Most cruiser gatherings are low key, impromptu, and informal. There's not a lot of room for fussing, and not a lot of judgment about what clothes or jewelry you wear. "Dinghy Hair" is a thing when you travel everywhere over in a small open boat, so most of us don't aim for a flawless hair look.

Minimalist

You don't have room to take everything with you. You will not have room for everything you want. You need to prepare for tough choices about what you need versus what you want. So if your wants are simple and you can live without many of the things we accumulate in modern society it will be an easier transition for you. If you take joy in the simpler things in life, you'll fit right in.

You can have a comfortable life though. Cruising shouldn’t mean camping, and most cruisers live in comfort. But it requires a more complex boat, driving up size and price. The more minimalist your viewpoint on life and possessions, the easier it is to live to a tighter budget.

Is The Liveaboard Life for You?

The final decision is different for everyone, and the liveaboard lifestyle you choose will be unique to your personal habits and financial means.

To come up with an answer requires time spent the reality and exploring your own wants and realistic expectations. If it's the right choice for you, you won't notice the things you leave behind and you'll enjoy the things you learn.

There are other alternative lifestyles to choose from. Porch.com published a good Q&A article about it (featuring us as well), so if you're unsure whether boating is for you but like to explore other options, check out their article about alternative housing here.


Did you find the answer to your specific question?
👍 28 👎 2

Comments


Dom

Hi William,

this is super interesting - thank you so much for sharing.

As I am starting my sailing education with a goal to go cruising full time in a few years, I wanted to ask you a quick follow-up question. You mentioned you took some “courses on diesels, electricity, household systems, fiberglass and outboards” - could you please share more information on this? I’d love to take this kind of courses as well and would love to hear more about the specific recommendations you have.

Thanks!!

Dom


William Porter

Hi Dom,

I took some courses at a local vocational technology school that had an associates degree program in Marine Technology - New England Institute of Technology. The typical profile of a student there was someone looking for a career working on and fixing boats, so the courses were in depth and technical with hands on lab work that made a big difference in how much I learned.

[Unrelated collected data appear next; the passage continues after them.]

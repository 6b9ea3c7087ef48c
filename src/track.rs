//! Samples, the per-gesture sample arena, and track parts.
//!
//! Every stage refers to samples by [`SampleId`]. Two track entries are
//! "the same point" exactly when their ids are equal; this is how a
//! revisited point (and hence a ring) is recognized.

use std::fmt;

use kurbo::Point;
use serde::{Deserialize, Serialize};

/// Opaque handle to an existing entity in the host's model.
///
/// The host sets it on a sample when its hit-test lands on that entity.
/// It is never dereferenced here.
#[derive(Debug, Clone, Copy, PartialEq, Eq, Hash, PartialOrd, Ord, Serialize, Deserialize)]
#[serde(transparent)]
pub struct AnchorId(pub u64);

/// Stable per-gesture id of a sample.
#[derive(Debug, Clone, Copy, PartialEq, Eq, Hash, PartialOrd, Ord)]
pub struct SampleId(u32);

impl SampleId {
    pub fn index(self) -> usize {
        self.0 as usize
    }
}

impl fmt::Display for SampleId {
    fn fmt(&self, f: &mut fmt::Formatter<'_>) -> fmt::Result {
        write!(f, "#{}", self.0)
    }
}

/// One pointer sample.
#[derive(Debug, Clone, Copy, PartialEq)]
pub struct Sample {
    /// Screen position. For anchored samples this is the anchor's own
    /// position, and it never moves.
    pub position: Point,
    pub anchor: Option<AnchorId>,
    /// Number of raw samples merged into this one.
    pub weight: u32,
}

impl Sample {
    pub fn new(x: f64, y: f64) -> Self {
        Self {
            position: Point::new(x, y),
            anchor: None,
            weight: 1,
        }
    }

    /// A sample bound to an existing entity located at `position`.
    pub fn anchored(position: Point, anchor: AnchorId) -> Self {
        Self {
            position,
            anchor: Some(anchor),
            weight: 1,
        }
    }

    pub fn is_anchored(&self) -> bool {
        self.anchor.is_some()
    }
}

/// Owns every sample of one gesture.
#[derive(Debug, Clone, Default)]
pub struct SampleArena {
    samples: Vec<Sample>,
}

impl SampleArena {
    pub fn new() -> Self {
        Self::default()
    }

    pub fn push(&mut self, sample: Sample) -> SampleId {
        let id = SampleId(self.samples.len() as u32);
        self.samples.push(sample);
        id
    }

    pub fn get(&self, id: SampleId) -> &Sample {
        &self.samples[id.index()]
    }

    pub fn get_mut(&mut self, id: SampleId) -> &mut Sample {
        &mut self.samples[id.index()]
    }

    pub fn position(&self, id: SampleId) -> Point {
        self.samples[id.index()].position
    }

    pub fn anchor(&self, id: SampleId) -> Option<AnchorId> {
        self.samples[id.index()].anchor
    }

    pub fn len(&self) -> usize {
        self.samples.len()
    }

    pub fn is_empty(&self) -> bool {
        self.samples.is_empty()
    }

    /// Positions of a track, in order.
    pub fn positions(&self, track: &[SampleId]) -> Vec<Point> {
        track.iter().map(|&id| self.position(id)).collect()
    }
}

/// An ordered sequence of sample ids; order is pointer travel.
pub type Track = Vec<SampleId>;

/// A contiguous chain or ring cut out of a refined track.
#[derive(Debug, Clone, PartialEq, Eq)]
pub struct TrackPart {
    pub ids: Vec<SampleId>,
    pub is_ring: bool,
}

impl TrackPart {
    pub fn first(&self) -> SampleId {
        self.ids[0]
    }

    pub fn last(&self) -> SampleId {
        self.ids[self.ids.len() - 1]
    }

    pub fn edge_count(&self) -> usize {
        self.ids.len().saturating_sub(1)
    }
}

/// A raw gesture: the sample arena plus the temporal sample order.
#[derive(Debug, Clone, Default)]
pub struct Gesture {
    pub(crate) arena: SampleArena,
    pub(crate) track: Track,
}

impl Gesture {
    pub fn new() -> Self {
        Self::default()
    }

    /// Append a new sample.
    pub fn push(&mut self, sample: Sample) -> SampleId {
        let id = self.arena.push(sample);
        self.track.push(id);
        id
    }

    /// Append another visit of an already recorded sample.
    pub fn revisit(&mut self, id: SampleId) {
        debug_assert!(id.index() < self.arena.len());
        self.track.push(id);
    }

    pub fn from_samples(samples: impl IntoIterator<Item = Sample>) -> Self {
        let mut gesture = Self::new();
        for s in samples {
            gesture.push(s);
        }
        gesture
    }

    pub fn len(&self) -> usize {
        self.track.len()
    }

    pub fn is_empty(&self) -> bool {
        self.track.is_empty()
    }

    pub fn arena(&self) -> &SampleArena {
        &self.arena
    }

    pub fn track(&self) -> &[SampleId] {
        &self.track
    }
}
//! Shared geometry utilities.

use std::f64::consts::{PI, TAU};

use geo::algorithm::line_intersection::{line_intersection, LineIntersection};
use geo::{Coord, Line};
use kurbo::{Point, Vec2};

/// Squared lengths below this are treated as zero.
const DEGENERATE_LEN_SQ: f64 = 1e-12;

/// Distance from P to the infinite line through A→B.
///
/// Falls back to the plain distance to A when A and B coincide.
pub fn point_to_line_dist(p: Point, a: Point, b: Point) -> f64 {
    let ab = b - a;
    let ap = p - a;
    let len_sq = ab.hypot2();
    if len_sq < DEGENERATE_LEN_SQ {
        return ap.hypot();
    }
    ab.cross(ap).abs() / len_sq.sqrt()
}

/// Foot of the perpendicular from P onto segment A→B.
///
/// `None` when the foot falls outside the segment or the segment is
/// degenerate.
pub fn perpendicular_foot(p: Point, a: Point, b: Point) -> Option<Point> {
    let ab = b - a;
    let len_sq = ab.hypot2();
    if len_sq < DEGENERATE_LEN_SQ {
        return None;
    }
    let t = (p - a).dot(ab) / len_sq;
    if !(0.0..=1.0).contains(&t) {
        return None;
    }
    Some(a + ab * t)
}

/// Proper crossing point of segments A1→A2 and B1→B2.
///
/// Touching at an endpoint, parallel and collinear segments give `None`.
pub fn segment_crossing(a1: Point, a2: Point, b1: Point, b2: Point) -> Option<Point> {
    let p = Line::new(to_coord(a1), to_coord(a2));
    let q = Line::new(to_coord(b1), to_coord(b2));
    match line_intersection(p, q)? {
        LineIntersection::SinglePoint {
            intersection,
            is_proper: true,
        } => Some(Point::new(intersection.x, intersection.y)),
        _ => None,
    }
}

/// Sort points that will be inserted into segment START→END so they
/// follow the segment's direction of travel.
///
/// Orders by the dominant axis of the segment delta only, which is
/// enough since every inserted point lies on the segment.
pub fn sort_along_segment<T>(items: &mut [T], start: Point, end: Point, pos: impl Fn(&T) -> Point) {
    let delta = end - start;
    let key = |p: Point| -> f64 {
        if delta.y.abs() > delta.x.abs() {
            (p.y - start.y) * delta.y.signum()
        } else {
            (p.x - start.x) * delta.x.signum()
        }
    };
    items.sort_by(|a, b| key(pos(a)).total_cmp(&key(pos(b))));
}

/// Normalize an angle into [0, 2π).
pub fn normalize_angle(angle: f64) -> f64 {
    let a = angle.rem_euclid(TAU);
    // rem_euclid can round up to exactly TAU for tiny negative inputs
    if a >= TAU {
        0.0
    } else {
        a
    }
}

/// Signed smallest difference `a - b`, in (-π, π].
pub fn angle_diff(a: f64, b: f64) -> f64 {
    let d = normalize_angle(a - b);
    if d > PI {
        d - TAU
    } else {
        d
    }
}

/// Direction angle of a vector, `None` for a zero vector.
pub fn direction(v: Vec2) -> Option<f64> {
    if v.hypot2() < DEGENERATE_LEN_SQ {
        None
    } else {
        Some(v.atan2())
    }
}

fn to_coord(p: Point) -> Coord<f64> {
    Coord { x: p.x, y: p.y }
}
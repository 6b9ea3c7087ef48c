//! Ring/chain decomposition of a refined track.
//!
//! A sample visited twice closes a ring between its two visits. Rings
//! are taken in discovery order; a candidate touching an accepted ring,
//! even at a single shared point, is ignored.

use std::collections::HashMap;

use log::trace;

use crate::track::{SampleId, TrackPart};

#[derive(Debug, Clone, Copy, PartialEq, Eq)]
struct RingRange {
    start: usize,
    end: usize,
}

impl RingRange {
    fn overlaps(&self, other: &RingRange) -> bool {
        self.start <= other.end && self.end >= other.start
    }
}

/// Split a track into chain and ring parts, in track order.
pub fn split_by_rings(track: &[SampleId]) -> Vec<TrackPart> {
    let mut first_seen: HashMap<SampleId, usize> = HashMap::new();
    let mut rings: Vec<RingRange> = Vec::new();

    for (i, &id) in track.iter().enumerate() {
        match first_seen.get(&id) {
            None => {
                first_seen.insert(id, i);
            }
            Some(&start) => {
                let candidate = RingRange { start, end: i };
                if rings.iter().all(|r| !r.overlaps(&candidate)) {
                    trace!("ring {}..={} closed by {}", start, i, id);
                    rings.push(candidate);
                }
            }
        }
    }

    let mut parts = Vec::with_capacity(rings.len() * 2 + 1);
    if rings.is_empty() {
        push_part(&mut parts, track, false);
        return parts;
    }

    let mut last_end = 0;
    for ring in &rings {
        if ring.start > last_end {
            push_part(&mut parts, &track[last_end..=ring.start], false);
        }
        push_part(&mut parts, &track[ring.start..=ring.end], true);
        last_end = ring.end;
    }
    if last_end + 1 < track.len() {
        push_part(&mut parts, &track[last_end..], false);
    }
    parts
}

fn push_part(parts: &mut Vec<TrackPart>, ids: &[SampleId], is_ring: bool) {
    if ids.len() >= 2 {
        parts.push(TrackPart {
            ids: ids.to_vec(),
            is_ring,
        });
    }
}
use clap::Parser;
use serde::{Deserialize, Serialize};
use std::fs;
use std::path::PathBuf;
use trackgraph::kurbo::Point;
use trackgraph::{AnchorId, Gesture, Sample, StructureGraph, TrackConfig, TrackError};

#[derive(Parser)]
#[command(name = "trackgraph", about = "Freehand pointer track to regularized node/edge graph")]
struct Cli {
    /// Gesture JSON: array of {"x", "y", "anchor"?}
    #[arg(short, long)]
    input: PathBuf,

    /// Output graph JSON (stdout if omitted)
    #[arg(short, long)]
    output: Option<PathBuf>,

    /// Preset JSON with any TrackConfig fields; flags below override it
    #[arg(short, long)]
    config: Option<PathBuf>,

    /// RDP simplification threshold in pixels (0 = off)
    #[arg(long)]
    simplify: Option<f64>,

    /// Merge radius in pixels (0 = off)
    #[arg(long)]
    merge: Option<f64>,

    /// Screen length of one bond
    #[arg(long)]
    bond_length: Option<f64>,

    /// Angle quantization step in degrees
    #[arg(long)]
    angle_step: Option<f64>,

    /// Mirror the preferred starting angles
    #[arg(long)]
    reverse: bool,
}

#[derive(Deserialize)]
struct InputSample {
    x: f64,
    y: f64,
    #[serde(default)]
    anchor: Option<AnchorId>,
}

#[derive(Serialize)]
struct Output {
    #[serde(flatten)]
    graph: StructureGraph,
    preview: Vec<Vec<[f64; 2]>>,
}

fn main() -> Result<(), TrackError> {
    env_logger::init();
    let cli = Cli::parse();

    let mut config: TrackConfig = match &cli.config {
        Some(path) => serde_json::from_str(&fs::read_to_string(path)?)?,
        None => TrackConfig::default(),
    };
    if let Some(v) = cli.simplify {
        config.simplify_threshold = v;
    }
    if let Some(v) = cli.merge {
        config.merge_threshold = v;
    }
    if let Some(v) = cli.bond_length {
        config.optimization.def_bond_screen_length = v;
    }
    if let Some(deg) = cli.angle_step {
        config.optimization.angle_constraint = Some(deg.to_radians());
    }
    if cli.reverse {
        config.optimization.reverse_direction = true;
    }

    let samples: Vec<InputSample> = serde_json::from_str(&fs::read_to_string(&cli.input)?)?;
    let gesture = Gesture::from_samples(samples.into_iter().map(|s| match s.anchor {
        Some(anchor) => Sample::anchored(Point::new(s.x, s.y), anchor),
        None => Sample::new(s.x, s.y),
    }));

    let refined = trackgraph::process_gesture(gesture, &config)?;
    let mut graph = StructureGraph::new();
    refined.emit(&mut graph);

    let output = Output {
        graph,
        preview: refined
            .preview()
            .iter()
            .map(|line| line.iter().map(|p| [p.x, p.y]).collect())
            .collect(),
    };
    let json = serde_json::to_string_pretty(&output)?;
    match &cli.output {
        Some(path) => fs::write(path, json)?,
        None => println!("{json}"),
    }
    Ok(())
}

It was expensive and time consuming - I was considered a full time student while I was taking the courses - but well worth it.

While not everyone has the time to do that, there are other courses that you can take on nights and weekends to sharpen up your skills.


Philip

Hi William,

Thanks very much for writing this as it was eye opening and informative.

I’m 53, from Pennsylvania, a professional chef who’s semi retired as of this year. I’ve been thinking about buying a used bluewater sailboat as it’s been a dream of mine since I was a teenager. After reading your article I’m a little concerned that I may not have enough time at my age to learn everything that needs to be learned to sail safely. I’m fairly good at fixing things and problem solving but I’ve never taken pro courses for diesel, plumbing, electric, although I’ve fixed similar things in my business and home over the years. Most importantly I’m not a sailor but was planning on getting trained. I’m conservative as well as an old Boy Scout that likes to be prepared whether it’s prepping for a wedding of 350 or sailing across the Atlantic. Do you think I’m possibly too old to get properly ready for this undertaking or am I overthinking which is something I often do because I want everything to be right?


Shawn

Hi Philip,

It’s Shawn here from Improve Sailing.

I don’t think you’re ever too old to learn, especially since the characteristics you’ve listed would make you particularly well disposed to learning the various fundamental sailing skills. When you’re ready to start learning, you can take a look here: https://improvesailing.com/sailing

Best of luck with your sailing dream,

Shawn


Morgan

Hi William! Just a quick question, how do you shower in the winter times?